L’industrie automobile change de siècle
L’industrie automobile est née en 1908, année de la création de General Motors et de la sortie de la première Ford T. Elle est morte en 2009, du moins dans sa forme actuelle, avec la faillite du même General Motors.
L’effondrement du numéro un mondial de l’automobile a été l’événement industriel le plus spectaculaire de l’année 2009. Il n’est pas le seul. Quatre ruptures se sont produites qui ont marqué le basculement de cette industrie phare du XXe siècle dans une nouvelle ère. Chacune d’entre elles est l’expression d’une transformation silencieuse, véritable mouvement tectonique à l’oeuvre depuis des années.
1. La chute de General Motors. Le 1er juin 2009, General Motors a déposé son bilan. Aboutissement d’une décennie de restructuration et de perte de parts de marché aux Etats-Unis. Il a succombé sous le coup de sa taille, de ses engagements sociaux et de l’assaut des constructeurs japonais. L’entreprise était devenue le numéro un dès les années 1930. Elle avait alors détrôné Ford grâce à sa science de la segmentation marketing, avec sa douzaine de marques différentes, pour toucher tous les publics, et de la rationalisation industrielle, sous la houlette de son patron mythique, Alfred Sloane.
Plus grosse entreprise du secteur, sclérosée de toutes parts du fait de sa taille et de sa diversification, General Motors a accumulé les retards depuis presque trente ans. Prisonnier d’accords sociaux (retraite, santé) avec les syndicats, négociés durant les périodes fastes, GM comme ses confrères Ford et Chrysler n’a pas supporté l’installation sur son territoire des usines de Toyota, Honda ou Nissan, bien plus compétitives et produisant des véhicules de meilleure qualité. Nationalisé cette année par le gouvernement américain, General Motors a sauvé sa peau in extremis, mais sa chute symbolise la fin du gigantisme et d’un certain rêve américain.
2. Le déclin de Toyota. Personne n’avait vu venir la catastrophe. Le symbole de l’excellence manufacturière japonaise a plongé plus que ses concurrents dans la crise, et ne parvient pas à redresser la tête. Sur le marché américain, source de son succès planétaire, l’entreprise a vu ses ventes chuter de près de 25 % cette année, plus que Ford, Hyundai ou Volkswagen, et dans les pays émergents sa part de marché s’effrite plus encore.
Pire, l’entreprise a enchaîné les rappels de modèles pour des problèmes de qualité, affectant sa notoriété sur le très exigeant marché américain. Le modèle de fabrication en grande masse et à coûts très compétitifs de voitures sans âme a vécu. D’autant qu’il est concurrencé sur ce terrain par la nouvelle star coréenne Hyundai et, bientôt, par les chinois.
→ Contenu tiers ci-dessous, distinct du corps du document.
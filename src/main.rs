//! Callscan CLI entry point.

use callscan::cli::{self, Cli, EXIT_FATAL};
use clap::Parser;

fn main() {
    let cli = Cli::parse();

    let exit_code = match cli::run(&cli) {
        Ok(code) => code,
        Err(e) => {
            eprintln!("Error: {}", e);
            EXIT_FATAL
        }
    };

    std::process::exit(exit_code);
}
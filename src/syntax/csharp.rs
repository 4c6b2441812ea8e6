//! C# syntax provider and grammar vocabulary, using tree-sitter-c-sharp.

use std::path::Path;

use tree_sitter::{Language, Node, Parser};

use super::{SourceUnit, SyntaxProvider};

/// Node kinds of the tree-sitter-c-sharp grammar the analysis relies on.
pub mod kind {
    pub const COMPILATION_UNIT: &str = "compilation_unit";
    pub const NAMESPACE: &str = "namespace_declaration";
    pub const FILE_SCOPED_NAMESPACE: &str = "file_scoped_namespace_declaration";
    pub const CLASS: &str = "class_declaration";
    pub const STRUCT: &str = "struct_declaration";
    pub const INTERFACE: &str = "interface_declaration";
    pub const RECORD: &str = "record_declaration";
    pub const METHOD: &str = "method_declaration";
    pub const CONSTRUCTOR: &str = "constructor_declaration";
    pub const FIELD: &str = "field_declaration";
    pub const INVOCATION: &str = "invocation_expression";
    pub const MEMBER_ACCESS: &str = "member_access_expression";
    pub const IDENTIFIER: &str = "identifier";
    pub const ARGUMENT: &str = "argument";
    pub const PARAMETER: &str = "parameter";
    pub const VARIABLE_DECLARATION: &str = "variable_declaration";
    pub const VARIABLE_DECLARATOR: &str = "variable_declarator";
    pub const OBJECT_CREATION: &str = "object_creation_expression";
    pub const NULL_LITERAL: &str = "null_literal";
    pub const INTEGER_LITERAL: &str = "integer_literal";
    pub const REAL_LITERAL: &str = "real_literal";
    pub const STRING_LITERAL: &str = "string_literal";
    pub const VERBATIM_STRING_LITERAL: &str = "verbatim_string_literal";
    pub const INTERPOLATED_STRING: &str = "interpolated_string_expression";
    pub const BOOLEAN_LITERAL: &str = "boolean_literal";
    pub const CHARACTER_LITERAL: &str = "character_literal";
    pub const MODIFIER: &str = "modifier";
    pub const COMMENT: &str = "comment";
}

pub struct CSharpSyntax {
    language: Language,
}

impl CSharpSyntax {
    pub fn new() -> Self {
        Self {
            language: tree_sitter_c_sharp::LANGUAGE.into(),
        }
    }

    fn create_parser(&self) -> anyhow::Result<Parser> {
        let mut parser = Parser::new();
        parser.set_language(&self.language)?;
        Ok(parser)
    }
}

impl Default for CSharpSyntax {
    fn default() -> Self {
        Self::new()
    }
}

impl SyntaxProvider for CSharpSyntax {
    fn parse(&self, path: &Path, source: &[u8]) -> anyhow::Result<SourceUnit> {
        let mut parser = self.create_parser()?;
        let tree = parser
            .parse(source, None)
            .ok_or_else(|| anyhow::anyhow!("failed to parse C# source: {}", path.display()))?;

        Ok(SourceUnit {
            tree,
            source: source.to_vec(),
            path: path.to_string_lossy().to_string(),
        })
    }

    fn language(&self) -> &str {
        "csharp"
    }
}

/// Registry factory for `.cs` files.
pub fn factory() -> Box<dyn SyntaxProvider> {
    Box::new(CSharpSyntax::new())
}

/// Text of a declaration's `name` field, or "" when the field is absent
/// (e.g. inside an ERROR subtree).
pub fn name_text<'s>(unit: &'s SourceUnit, node: Node) -> &'s str {
    node.child_by_field_name("name")
        .map(|n| unit.node_text(n))
        .unwrap_or("")
}

/// Declaration modifiers ("public static", ...) joined in source order.
pub fn modifiers_text(unit: &SourceUnit, node: Node) -> String {
    let mut cursor = node.walk();
    let parts: Vec<&str> = node
        .named_children(&mut cursor)
        .filter(|c| c.kind() == kind::MODIFIER)
        .map(|c| unit.node_text(c))
        .collect();
    parts.join(" ")
}

/// Declared parameter type texts of a method or constructor, in order.
pub fn parameter_types(unit: &SourceUnit, decl: Node) -> Vec<String> {
    let mut types = Vec::new();
    if let Some(list) = decl.child_by_field_name("parameters") {
        let mut cursor = list.walk();
        for param in list.named_children(&mut cursor) {
            if param.kind() != kind::PARAMETER {
                continue;
            }
            if let Some(ty) = param.child_by_field_name("type") {
                types.push(unit.node_text(ty).to_string());
            }
        }
    }
    types
}

/// Raw source text of a declaration's parameter list, parentheses included.
pub fn parameter_list_text<'s>(unit: &'s SourceUnit, decl: Node) -> &'s str {
    decl.child_by_field_name("parameters")
        .map(|n| unit.node_text(n))
        .unwrap_or("()")
}

/// Argument expression nodes of an invocation, unwrapped from their
/// `argument` wrappers, in source order.
pub fn argument_expressions(invocation: Node) -> Vec<Node> {
    let mut exprs = Vec::new();
    if let Some(list) = invocation.child_by_field_name("arguments") {
        let mut cursor = list.walk();
        for arg in list.named_children(&mut cursor) {
            if arg.kind() != kind::ARGUMENT {
                continue;
            }
            let mut inner = arg.walk();
            if let Some(expr) = arg.named_children(&mut inner).last() {
                exprs.push(expr);
            }
        }
    }
    exprs
}

/// Byte ranges of all comment nodes inside `node`, in document order.
pub fn comment_spans(node: Node) -> Vec<(usize, usize)> {
    super::descendants_of_kind(node, kind::COMMENT)
        .into_iter()
        .map(|c| (c.start_byte(), c.end_byte()))
        .collect()
}

/// Whether the node is one of the type declarations the symbol index covers.
pub fn is_type_declaration(node_kind: &str) -> bool {
    matches!(
        node_kind,
        kind::CLASS | kind::STRUCT | kind::INTERFACE | kind::RECORD
    )
}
Exit le PDG Katsuaki Watanabe, et bienvenue à Akio Toyoda, petit-fils du fondateur. Avec pour mission, de renouer avec les racines de l’entreprise en matière de qualité, tout en ajoutant le zeste de séduction qui manque à ses modèles.
3. L’ascension de Volkswagen. Le marché automobile bascule vers l’Asie, et c’est pourtant un européen qui tire son épingle du jeu. Le constructeur allemand a mieux résisté que ses collègues européens et japonais à la crise, car il peut profiter de ses relais dans les pays émergents, comme le Brésil ou, surtout, la Chine, devenu premier marché mondial et où il est numéro un, devant GM et Toyota. Cerise sur le gâteau, VW a pu, moyennant 2,5 milliards de dollars, entrer au capital du japonais Suzuki, numéro un du marché indien. Son autre atout est la richesse de ses marques, tirée par le succès d’Audi désormais l’égal de BMW et Mercedes. Et sa dixième marque n’est pas la moins prestigieuse : d’ici à un an VW prendra le contrôle total de son cousin Porsche. C’est désormais lui qui mène le bal des consolidations mondiales. Qu’il se méfie tout de même de l’ivresse des sommets…
4. La folie électrique. Depuis un an, on ne parle plus que d’elle. La voiture électrique est supposée sauver l’industrie automobile du déclin en la repeignant d’une couche de vert. Parti en avance avec ses voitures hybrides, Toyota assiste médusé à une forme de surenchère. Renault Nissan promet la 100 % électrique avant deux ans, les américains aussi, et même les chinois. Pourtant, si le potentiel commercial, à chercher du côté des urbains écolos, est bien appréhendé, le modèle économique reste balbutiant. Car le moteur n’est plus la pièce majeure de la voiture. Il est remplacé par la très chère et très lourde batterie. Faut-il la payer, la louer, l’échanger ? Chacun se cherche. Seule certitude, ce secteur ne représentera pas plus de 10 % du marché dans dix ans. Mais il montre la route du futur.
Ainsi l’Amérique n’est plus le centre du monde automobile, le Japon n’est plus la seule alternative d’avenir et la technologie ouvre de nouveaux horizons. Ces trois tendances guideront les dix années qui viennent. Elles seront certainement marquées par la montée en puissance de la Chine et de l’Inde, et par la course aux nouvelles technologies moins polluantes. Une nouvelle industrie est en train de naître.